A decade after that formative freshman seminar, A.B. Yehoshua sat on – a now-infamous – AJC panel and blathered on about American Jewish identity vs. Israeli Jewish identity. “Judaism for me [as an Israeli] is my skin, while for you [as a Diaspora Jew] it is a jacket that can be taken on and off.” He blew up the panel causing a huge reverberation around the Jewish world with his Diaspora-negating radical Zionism left over from yesteryear. The Haaretz newspaper dedicated the entirety of its op-ed pages for three Fridays in a row inviting a smorgasbord of Jewish personalities to weigh in in response to this disturbing disruption. American Jews certainly did not like being told that they are “partial” Jews and that even Arab Israelis have a stronger Jewish identity than they do because they speak a Jewish language and live in Jewish time. He did not back down and adamantly insisted that Israel is the only place in the world in which one can live a Jewish life that is “total” – in which, there is no compartmentalization between the inner and the outer, between what is Jewish and what is not. It is the only place in the world in which Jews are totally responsible for the society they live in, for the environment that surrounds them, and for the government that rules them. It is the only place in the world where Jewish culture is not a subculture in a greater culture but is rather that greater culture itself.

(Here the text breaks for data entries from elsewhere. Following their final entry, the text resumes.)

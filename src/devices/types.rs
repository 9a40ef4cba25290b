//! Common types and traits for device models.

use std::fmt;

use rand::{Rng, rngs::StdRng};
use serde::{Deserialize, Serialize};

use crate::ea::{DecodedSolutionWrapper, EncodedVariableInformation, VariableEncoding};
use crate::error::DeviceError;
use crate::profile::Commodity;
use crate::random::RandomStream;
use crate::sim::power_balance::AncillaryMeterState;
use crate::sim::state::LimitedCommodityStateMap;

/// Stable identity of a physical device.
#[derive(Debug, Clone, PartialEq, Eq, PartialOrd, Ord, Hash, Serialize, Deserialize)]
#[serde(transparent)]
pub struct DeviceId(String);

impl DeviceId {
    pub fn new(id: impl Into<String>) -> Self {
        Self(id.into())
    }

    pub fn as_str(&self) -> &str {
        &self.0
    }
}

impl fmt::Display for DeviceId {
    fn fmt(&self, f: &mut fmt::Formatter<'_>) -> fmt::Result {
        f.write_str(&self.0)
    }
}

/// Run-wide settings a model sees at initialization.
#[derive(Debug, Clone, Copy, PartialEq)]
pub struct RunContext {
    /// Time the part's variables are anchored to.
    pub reference_time: i64,
    /// End of the span the part's variables cover.
    pub encoding_horizon: i64,
    /// First simulated tick.
    pub start_time: i64,
    pub step_size: i64,
    /// When false, prediction-driven models hold their observed value.
    pub keep_prediction: bool,
}

impl RunContext {
    /// Tick length in hours.
    pub fn dt_hours(&self) -> f64 {
        self.step_size as f64 / 3600.0
    }
}

/// Per-tick view handed to [`InterdependentModel::step`].
#[derive(Debug, Clone, Copy)]
pub struct TickContext<'a> {
    pub time: i64,
    pub step_size: i64,
    /// Previous-tick outputs of the producers of the consumed commodities.
    pub inputs: Option<&'a LimitedCommodityStateMap>,
    /// Previous-tick household meter totals.
    pub ancillary: Option<&'a AncillaryMeterState>,
}

impl TickContext<'_> {
    pub fn dt_secs(&self) -> f64 {
        self.step_size as f64
    }

    pub fn dt_hours(&self) -> f64 {
        self.step_size as f64 / 3600.0
    }

    /// Temperature of `commodity` among the inputs, if anyone reports one.
    pub fn input_temperature(&self, commodity: Commodity) -> Option<f64> {
        self.inputs.and_then(|i| i.temperature(commodity))
    }
}

/// Static description of what a model exchanges with the household.
pub trait Capabilities {
    fn produces(&self) -> &[Commodity];

    fn consumes(&self) -> &[Commodity] {
        &[]
    }

    /// Whether the model reads the household meter totals.
    fn needs_ancillary_state(&self) -> bool {
        false
    }

    /// Whether the model reads the outputs of other devices.
    fn reacts_to_input_states(&self) -> bool {
        !self.consumes().is_empty()
    }

    /// Whether the model carries decision variables when schedulable.
    fn causes_scheduling(&self) -> bool {
        false
    }

    /// Human-readable type label, used in schedules and reports.
    fn device_type(&self) -> &'static str;
}

/// A device model stepped tick by tick by the co-simulation.
///
/// Implementations hold only the mutable "actual model"; parameters live
/// behind an `Arc` so forking a model is a cheap state copy.
pub trait InterdependentModel: Capabilities {
    /// Decision variables for a run anchored at `reference_time`.
    fn variable_information(
        &self,
        _encoding: VariableEncoding,
        _reference_time: i64,
        _encoding_horizon: i64,
    ) -> EncodedVariableInformation {
        EncodedVariableInformation::none()
    }

    /// Rewires stochastic state to `stream`.
    fn reseed(&mut self, _stream: &RandomStream) {}

    /// Resets run state and writes the initial outputs.
    fn initialize(
        &mut self,
        run: &RunContext,
        decoded: Option<&DecodedSolutionWrapper>,
        outputs: &mut LimitedCommodityStateMap,
    ) -> Result<(), DeviceError>;

    /// Advances one tick, writing this tick's outputs into the cleared
    /// `outputs`. Returns the cervisia accrued in the tick.
    fn step(&mut self, tick: &TickContext<'_>, outputs: &mut LimitedCommodityStateMap) -> Result<f64, DeviceError>;
}

/// Gaussian noise via the Box-Muller transform.
pub fn gaussian_noise(rng: &mut StdRng, std_dev: f64) -> f64 {
    if std_dev <= 0.0 {
        return 0.0;
    }

    let u1: f64 = rng.random::<f64>().clamp(1e-12, 1.0);
    let u2: f64 = rng.random::<f64>();
    let z0 = (-2.0 * u1.ln()).sqrt() * (2.0 * std::f64::consts::PI * u2).cos();
    z0 * std_dev
}

/// Seconds since local midnight.
pub fn second_of_day(time: i64, utc_offset_secs: i64) -> i64 {
    (time + utc_offset_secs).rem_euclid(86_400)
}

/// Number of `len`-second slots needed to cover `[from, to)`.
pub(crate) fn slot_count(from: i64, to: i64, len: i64) -> usize {
    if to <= from || len <= 0 {
        return 0;
    }
    ((to - from + len - 1) / len) as usize
}
//! Shared test fixtures for integration tests.
#![allow(dead_code)]

use std::sync::Arc;

use hems_sched::devices::battery::{Battery, BatteryParams};
use hems_sched::devices::gas_boiler::{GasBoiler, GasBoilerParams};
use hems_sched::devices::hot_water_tank::{HotWaterTank, HotWaterTankParams};
use hems_sched::devices::pv::{Pv, PvParams};
use hems_sched::devices::{DeviceId, ProblemPart};
use hems_sched::ea::{AlgorithmParameters, StoppingRule, VariableEncoding};
use hems_sched::profile::Commodity;
use hems_sched::random::RandomStream;
use hems_sched::scheduling::SchedulerSettings;
use hems_sched::signals::{SignalSnapshot, StepSeries, Tariff};
use hems_sched::sim::{FitnessWeights, HouseholdProblem, SimulationTiming};

/// Quarter-hour ticks.
pub const STEP: i64 = 900;

/// Flat prices: electricity 30/8 ct, gas 10 ct per kWh.
pub fn flat_prices() -> SignalSnapshot {
    SignalSnapshot::new()
        .with_price(
            Commodity::ActivePower,
            StepSeries::constant(Tariff {
                import_per_kwh: 30.0,
                export_per_kwh: 8.0,
            }),
        )
        .with_price(
            Commodity::NaturalGasPower,
            StepSeries::constant(Tariff {
                import_per_kwh: 10.0,
                export_per_kwh: 0.0,
            }),
        )
}

/// Gas boiler (60-80 °C band, 15 kW) starting off.
pub fn boiler(id: &str) -> ProblemPart {
    ProblemPart::new(DeviceId::new(id), 0, GasBoiler::new(GasBoilerParams::default(), false))
}

/// Tank so large its temperature stays put over a few hours.
pub fn constant_tank(id: &str, temperature: f64) -> ProblemPart {
    let params = HotWaterTankParams {
        volume_l: 1.0e9,
        ..HotWaterTankParams::default()
    };
    ProblemPart::new(DeviceId::new(id), 0, HotWaterTank::new(params, temperature))
}

/// 10 kWh battery at half charge, encoded over `[0, horizon)`.
pub fn battery(id: &str, horizon: i64) -> ProblemPart {
    let mut part = ProblemPart::new(DeviceId::new(id), 0, Battery::new(BatteryParams::default(), 0.5));
    part.recalculate_encoding(0, horizon);
    part
}

pub fn pv(id: &str) -> ProblemPart {
    ProblemPart::new(DeviceId::new(id), 0, Pv::new(PvParams::default(), 0))
}

/// Household problem over `[0, horizon)` with quarter-hour ticks.
pub fn problem(parts: Vec<ProblemPart>, encoding: VariableEncoding, horizon: i64, seed: u64) -> HouseholdProblem {
    HouseholdProblem::new(
        parts,
        encoding,
        Arc::new(flat_prices()),
        SimulationTiming::new(0, STEP, horizon).unwrap(),
        FitnessWeights::default(),
        RandomStream::new(seed),
    )
    .unwrap()
}

/// Single-threaded operators with a small population.
pub fn small_algorithm(population_size: usize) -> AlgorithmParameters {
    AlgorithmParameters {
        population_size,
        worker_threads: 1,
        ..AlgorithmParameters::default()
    }
}

/// Scheduler settings with a pure evaluation budget.
pub fn settings(population_size: usize, max_evaluations: usize, horizon: i64) -> SchedulerSettings {
    SchedulerSettings {
        algorithm: small_algorithm(population_size),
        stopping: vec![StoppingRule::MaxEvaluations { max_evaluations }],
        encoding: VariableEncoding::Binary,
        seed: 42,
        step_size_secs: STEP,
        horizon_secs: horizon,
        reschedule_interval_secs: 3600,
        keep_prediction: true,
        fitness: FitnessWeights::default(),
    }
}
//! When to start the next optimization run.

use std::fmt;

use serde::Serialize;

/// Why a run was started.
#[derive(Debug, Clone, Copy, PartialEq, Eq, Serialize)]
#[serde(rename_all = "snake_case")]
pub enum TriggerReason {
    /// No run has happened yet.
    Initial,
    /// The reschedule interval elapsed.
    Interval,
    /// A published part asked for it.
    Forced,
    /// Explicit request by the caller.
    Manual,
    /// Arrived while another run was in flight.
    Queued,
}

impl fmt::Display for TriggerReason {
    fn fmt(&self, f: &mut fmt::Formatter<'_>) -> fmt::Result {
        let s = match self {
            TriggerReason::Initial => "initial",
            TriggerReason::Interval => "interval",
            TriggerReason::Forced => "forced",
            TriggerReason::Manual => "manual",
            TriggerReason::Queued => "queued",
        };
        f.write_str(s)
    }
}

/// Interval trigger remembering the last run.
#[derive(Debug, Clone, Copy, PartialEq, Eq)]
pub struct RescheduleTrigger {
    interval_secs: i64,
    last_run: Option<i64>,
}

impl RescheduleTrigger {
    pub fn new(interval_secs: i64) -> Self {
        Self {
            interval_secs: interval_secs.max(1),
            last_run: None,
        }
    }

    pub fn last_run(&self) -> Option<i64> {
        self.last_run
    }

    /// Reason to run at `now`, if any. A forced request wins over the
    /// interval; the very first check always fires.
    pub fn due(&self, now: i64, forced: bool) -> Option<TriggerReason> {
        match self.last_run {
            None => Some(TriggerReason::Initial),
            Some(_) if forced => Some(TriggerReason::Forced),
            Some(last) if now - last >= self.interval_secs => Some(TriggerReason::Interval),
            Some(_) => None,
        }
    }

    pub fn mark_run(&mut self, now: i64) {
        self.last_run = Some(now);
    }
}
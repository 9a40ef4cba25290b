//! Tick-stepped co-simulation of all problem parts for one chromosome.
//!
//! Coupling is strictly one tick delayed: every part sees, at tick `t`, the
//! outputs the other parts produced at tick `t - 1` (the initial outputs for
//! the first tick). Part step order therefore never matters.

use crate::devices::{CalculationSettings, ProblemPart};
use crate::ea::DecodedSolutionWrapper;
use crate::error::EvaluationError;
use crate::profile::Commodity;
use crate::random::RandomStream;
use crate::signals::SignalSnapshot;
use crate::sim::clock::Clock;
use crate::sim::power_balance::AncillaryMeterState;
use crate::sim::state::LimitedCommodityStateMap;
use crate::sim::types::{EvaluationOutcome, Objectives, SimulationTiming};

/// Which producer outputs feed which consumer, fixed per problem.
#[derive(Debug, Clone, PartialEq)]
pub struct InputRouting {
    /// Per part: `(producer index, commodity)` pairs it reads.
    sources: Vec<Vec<(usize, Commodity)>>,
    affects_grid: Vec<bool>,
}

impl InputRouting {
    pub fn new(parts: &[ProblemPart]) -> Self {
        let sources = parts
            .iter()
            .enumerate()
            .map(|(i, consumer)| {
                if !consumer.reacts_to_input_states() {
                    return Vec::new();
                }
                let mut routes = Vec::new();
                for (j, producer) in parts.iter().enumerate() {
                    if i == j {
                        continue;
                    }
                    for c in consumer.consumes() {
                        if producer.produces().contains(c) {
                            routes.push((j, *c));
                        }
                    }
                }
                routes
            })
            .collect();
        Self {
            sources,
            affects_grid: parts.iter().map(ProblemPart::affects_grid).collect(),
        }
    }

    /// Producers feeding part `index`.
    pub fn sources(&self, index: usize) -> &[(usize, Commodity)] {
        self.sources.get(index).map_or(&[], Vec::as_slice)
    }

    fn build_inputs(&self, index: usize, previous: &[LimitedCommodityStateMap], out: &mut LimitedCommodityStateMap) {
        out.clear();
        for &(j, c) in self.sources(index) {
            if let Some(state) = previous[j].get(c) {
                out.accumulate(c, state);
            }
        }
    }

    fn meter(&self, outputs: &[LimitedCommodityStateMap]) -> AncillaryMeterState {
        AncillaryMeterState::from_outputs(
            outputs
                .iter()
                .zip(&self.affects_grid)
                .filter(|(_, grid)| **grid)
                .map(|(o, _)| o),
        )
    }
}

/// One running interdependent calculation.
///
/// Created in its initialized state by [`InterdependentSimulation::initialize`],
/// stepped with [`step`](Self::step) until the horizon is covered, and
/// consumed by [`finalize`](Self::finalize).
pub struct InterdependentSimulation<'a> {
    timing: SimulationTiming,
    signals: &'a SignalSnapshot,
    routing: &'a InputRouting,
    create_load_profile: bool,
    clock: Clock,
    parts: Vec<ProblemPart>,
    previous: Vec<LimitedCommodityStateMap>,
    current: Vec<LimitedCommodityStateMap>,
    inputs: Vec<LimitedCommodityStateMap>,
    ancillary: AncillaryMeterState,
    failed: Vec<bool>,
    energy_cost: f64,
    limit_violation_wh: f64,
}

/// Run-wide inputs of [`InterdependentSimulation::initialize`].
#[derive(Debug, Clone, Copy)]
pub struct SimulationSetup<'a> {
    pub timing: SimulationTiming,
    pub signals: &'a SignalSnapshot,
    pub routing: &'a InputRouting,
    pub stream: RandomStream,
    pub create_load_profile: bool,
    pub keep_prediction: bool,
}

impl<'a> InterdependentSimulation<'a> {
    /// Forks every template, hands each its decoded fragment and collects
    /// the initial outputs.
    pub fn initialize(
        setup: SimulationSetup<'a>,
        templates: &[ProblemPart],
        decoded: Vec<Option<DecodedSolutionWrapper>>,
    ) -> Self {
        let settings = CalculationSettings {
            start_time: setup.timing.start_time,
            step_size: setup.timing.step_size,
            horizon_end: setup.timing.horizon_end,
            create_load_profile: setup.create_load_profile,
            keep_prediction: setup.keep_prediction,
        };
        let n = templates.len();
        let mut decoded = decoded.into_iter();
        let mut parts = Vec::with_capacity(n);
        let mut failed = vec![false; n];
        for (i, template) in templates.iter().enumerate() {
            let mut part = template.fork(&setup.stream.fork(i as u64));
            let fragment = decoded.next().flatten();
            if let Err(e) = part.initialize_interdependent_calculation(settings, fragment.as_ref()) {
                tracing::debug!(device = %part.device_id(), error = %e, "part failed to initialize");
                failed[i] = true;
            }
            parts.push(part);
        }
        let previous = parts.iter().map(|p| p.outputs().cloned().unwrap_or_default()).collect();
        Self {
            timing: setup.timing,
            signals: setup.signals,
            routing: setup.routing,
            create_load_profile: setup.create_load_profile,
            clock: Clock::new(setup.timing),
            parts,
            previous,
            current: vec![LimitedCommodityStateMap::new(); n],
            inputs: vec![LimitedCommodityStateMap::new(); n],
            ancillary: AncillaryMeterState::default(),
            failed,
            energy_cost: 0.0,
            limit_violation_wh: 0.0,
        }
    }

    /// Simulates the next tick. Returns `false` once the horizon is covered.
    pub fn step(&mut self) -> bool {
        let Some(time) = self.clock.tick() else {
            return false;
        };

        self.ancillary = self.routing.meter(&self.previous);
        for i in 0..self.parts.len() {
            self.routing.build_inputs(i, &self.previous, &mut self.inputs[i]);
        }

        for (i, part) in self.parts.iter_mut().enumerate() {
            if let Err(e) = part.calculate_next_step(Some(&self.inputs[i]), Some(&self.ancillary)) {
                tracing::debug!(device = %part.device_id(), time, error = %e, "part failed during step");
                self.failed[i] = true;
            }
            match part.outputs() {
                Some(out) => self.current[i].clone_from(out),
                None => self.current[i].clear(),
            }
        }

        let meter = self.routing.meter(&self.current);
        // The last tick may end at the horizon before a full step.
        let duration = self.timing.step_size.min(self.timing.horizon_end - time);
        let cost = self.signals.tick_cost(meter.totals(), time, duration);
        self.energy_cost += cost.cost;
        self.limit_violation_wh += cost.violation_wh;

        std::mem::swap(&mut self.previous, &mut self.current);
        true
    }

    /// Steps until the horizon is covered.
    pub fn run_to_end(&mut self) {
        while self.step() {}
    }

    /// Inputs part `index` saw on the most recent tick.
    pub fn inputs_for(&self, index: usize) -> Option<&LimitedCommodityStateMap> {
        self.inputs.get(index)
    }

    /// Outputs part `index` produced on the most recent tick.
    pub fn outputs_of(&self, index: usize) -> Option<&LimitedCommodityStateMap> {
        self.previous.get(index)
    }

    /// Meter totals handed to the parts on the most recent tick.
    pub fn ancillary(&self) -> &AncillaryMeterState {
        &self.ancillary
    }

    pub fn parts(&self) -> &[ProblemPart] {
        &self.parts
    }

    pub fn steps_taken(&self) -> usize {
        self.clock.elapsed_steps()
    }

    /// Collects schedules and objectives.
    ///
    /// Fails when called before the horizon has been covered.
    pub fn finalize(mut self) -> Result<EvaluationOutcome, EvaluationError> {
        if !self.clock.is_done() {
            return Err(EvaluationError::Phase {
                action: "finalize",
                phase: "mid-horizon",
            });
        }
        let mut schedules = Vec::with_capacity(self.parts.len());
        let mut cervisia = 0.0;
        for (i, part) in self.parts.iter_mut().enumerate() {
            cervisia += part.cervisia();
            match part.get_final_interdependent_schedule() {
                Ok(s) => schedules.push(s),
                Err(e) => {
                    tracing::debug!(device = %part.device_id(), error = %e, "part failed to finalize");
                    self.failed[i] = true;
                }
            }
        }
        if !self.create_load_profile {
            schedules.clear();
        }
        let failed_devices = self
            .parts
            .iter()
            .zip(&self.failed)
            .filter(|(_, f)| **f)
            .map(|(p, _)| p.device_id().clone())
            .collect();
        Ok(EvaluationOutcome {
            objectives: Objectives {
                energy_cost: self.energy_cost,
                limit_violation_wh: self.limit_violation_wh,
                cervisia,
            },
            schedules,
            failed_devices,
        })
    }
}
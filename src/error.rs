//! Error types, one enum per layer.

use thiserror::Error;

use crate::config::ConfigError;
use crate::devices::DeviceId;
use crate::ea::VariableEncoding;

/// Invalid variable layout or timing, detected before any evaluation runs.
#[derive(Debug, Clone, PartialEq, Error)]
pub enum ProblemError {
    #[error("problem has no parts")]
    NoParts,

    #[error("device {device}: variable {index} has invalid bounds [{min}, {max}]")]
    InvalidBounds {
        device: DeviceId,
        index: usize,
        min: f64,
        max: f64,
    },

    #[error("device {device}: declares {found:?} variables in a {expected:?} problem")]
    EncodingMismatch {
        device: DeviceId,
        expected: VariableEncoding,
        found: VariableEncoding,
    },

    #[error("invalid simulation timing: {0}")]
    Timing(String),
}

/// Failure of a single fitness evaluation.
#[derive(Debug, Clone, PartialEq, Error)]
pub enum EvaluationError {
    #[error("chromosome has {actual} genes, layout expects {expected}")]
    ChromosomeLength { expected: usize, actual: usize },

    #[error("chromosome is {found:?} encoded, layout expects {expected:?}")]
    EncodingMismatch {
        expected: VariableEncoding,
        found: VariableEncoding,
    },

    #[error("cannot {action} while the simulation is {phase}")]
    Phase {
        action: &'static str,
        phase: &'static str,
    },
}

/// Failure of one device model inside one evaluation.
#[derive(Debug, Clone, PartialEq, Error)]
pub enum DeviceError {
    #[error("lifecycle violation: {0}")]
    Lifecycle(&'static str),

    #[error("controllable device received no decoded solution")]
    MissingDecodedSolution,

    #[error("decoded solution has {found} values, expected {expected}")]
    DecodedLength { expected: usize, found: usize },

    #[error("model state became non-finite: {0}")]
    NonFinite(&'static str),
}

/// Fatal driver misconfiguration.
#[derive(Debug, Error)]
pub enum AlgorithmError {
    #[error("population size must be at least 2, got {0}")]
    EmptyPopulation(usize),

    #[error("no stopping rule configured")]
    NoStoppingRule,

    #[error("invalid stopping rule: {0}")]
    InvalidStoppingRule(String),

    #[error("invalid operator configuration: {0}")]
    InvalidOperator(String),

    #[error("worker pool: {0}")]
    WorkerPool(#[from] rayon::ThreadPoolBuildError),
}

/// Umbrella error surfaced by the orchestrator and the binary.
#[derive(Debug, Error)]
pub enum SchedulerError {
    #[error(transparent)]
    Config(#[from] ConfigError),

    #[error(transparent)]
    Problem(#[from] ProblemError),

    #[error(transparent)]
    Evaluation(#[from] EvaluationError),

    #[error(transparent)]
    Algorithm(#[from] AlgorithmError),

    #[error("no problem parts registered")]
    NothingToSchedule,
}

Politeness was not A.B. Yehoshua’s forte. This week we mourn the loss of this giant. As fate would have it, on the day on which Yehoshua breathed his final breath, the leadership of the URJ sat in Israel’s Knesset with a number of MKs and Israel’s Minister of Diaspora Affairs, hosted by the Knesset’s first Reform rabbi MK Gilad Kariv. Their message could not have been more different. We sat together and listened to Min. Nachman Shai, in a gruff Israeli style, lament the lack of Diaspora exposure in Israel’s education system, and how Israelis have much to learn from the Diaspora experience. We heard in beautiful poetic language from MK Ruth Wasserman-Lande (Blue and White) that her Jewish identity was developed in South Africa and was the key formative experience influencing her Israeli identity.
We announced the largest and most expansive partnership between the Israeli government and the Reform Movement with the goal of developing leadership and learning from each other’s shared experiences.
Wait, what?
Israel should learn from the Diaspora experience!? Israelis acknowledging that there might be something useful and powerful from their cousins in the Diaspora!? Could it be that with the passing of A.B. Yehoshua, we also see the sunsetting of the disdain and scorn that Israelis have for Diaspora Jewry?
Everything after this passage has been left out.